Auch die nun (wieder) bekundete Bereitschaft der Antragstellerin, ihre Tätowierung entfernen zu lassen, vermag die ablehnende Entscheidung des Verwaltungsgerichts nicht in Frage zu stellen. Die Antragstellerin hat eine ernsthafte Bereitschaft zur Entfernung der Tätowierung nicht glaubhaft gemacht. Insofern ist ihr entgegen zu halten, dass sie sowohl im Widerspruchsverfahren, als auch im Verfahren vor dem Verwaltungsgericht mit ihrem Vorbringen deutlich gemacht hat, dass sie zur Entfernung der Tätowierung nicht bereit ist, weil sie dies als Eingriff in ihre verfassungsmäßigen Rechte betrachtet. Zwar hat sie eine Entbindung ihrer behandelnden Ärztin über die begonnene und dann wieder abgebrochene Behandlung zur Entfernung der Tätowierung vorgelegt. Jedoch hat sie im Schriftsatz vom 25. April 2014 auch ausdrücklich erklärt, sie habe sich entschlossen, die weitere Behandlung zur Entfernung der Tätowierung nicht fortzuführen. Sie hat daher entgegen ihren Ausführungen in der Beschwerdebegründung die gänzliche Entfernung der Tätowierung nicht angeboten, so dass weder die Antragsgegnerin noch das Verwaltungsgericht dies berücksichtigen mussten. Sie hat ihre diesbezügliche Bereitschaft im Übrigen auch in ihrer Beschwerdebegründung nicht eindeutig bekundet.

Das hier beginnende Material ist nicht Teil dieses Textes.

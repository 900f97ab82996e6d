use axum::{extract::State, http::StatusCode, response::IntoResponse, Json};
use serde_json::json;
use std::sync::Arc;

use crate::metrics;
use crate::services::AppState;

pub async fn health_check(State(state): State<Arc<AppState>>) -> impl IntoResponse {
    let mut status = "healthy";
    let mut dependencies = serde_json::Map::new();

    dependencies.insert(
        "riddle_cache".to_string(),
        json!({
            "status": "healthy",
            "entries": state.riddle_cache.len()
        }),
    );

    // Missing credentials only degrade: riddle fetches fail open
    let upstream = &state.config.upstream;
    let upstream_status = if upstream.is_configured() {
        "configured"
    } else {
        status = "degraded";
        "unconfigured"
    };
    dependencies.insert(
        "upstream".to_string(),
        json!({
            "status": upstream_status,
            "url": upstream.api_url
        }),
    );

    (
        StatusCode::OK,
        Json(json!({
            "status": status,
            "service": "riddles-api",
            "version": env!("CARGO_PKG_VERSION"),
            "dependencies": dependencies
        })),
    )
}

pub async fn metrics_handler() -> impl IntoResponse {
    match metrics::render_metrics() {
        Ok(metrics_text) => (StatusCode::OK, metrics_text),
        Err(e) => (
            StatusCode::INTERNAL_SERVER_ERROR,
            format!("Failed to render metrics: {}", e),
        ),
    }
}

pub mod riddles;
pub mod stats;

Die Antragstellerin hat gemäß § 154 Abs. 1 VwGO die Kosten des Beschwerdeverfahrens zu tragen.

Die Festsetzung des Streitwertes für das Beschwerdeverfahren beruht auf §§ 47 Abs. 1, 52 Abs. 2, 53 Abs. 2 Nr. 1 GKG.

Dieser Beschluss ist unanfechtbar (§ 152 Abs. 1 VwGO).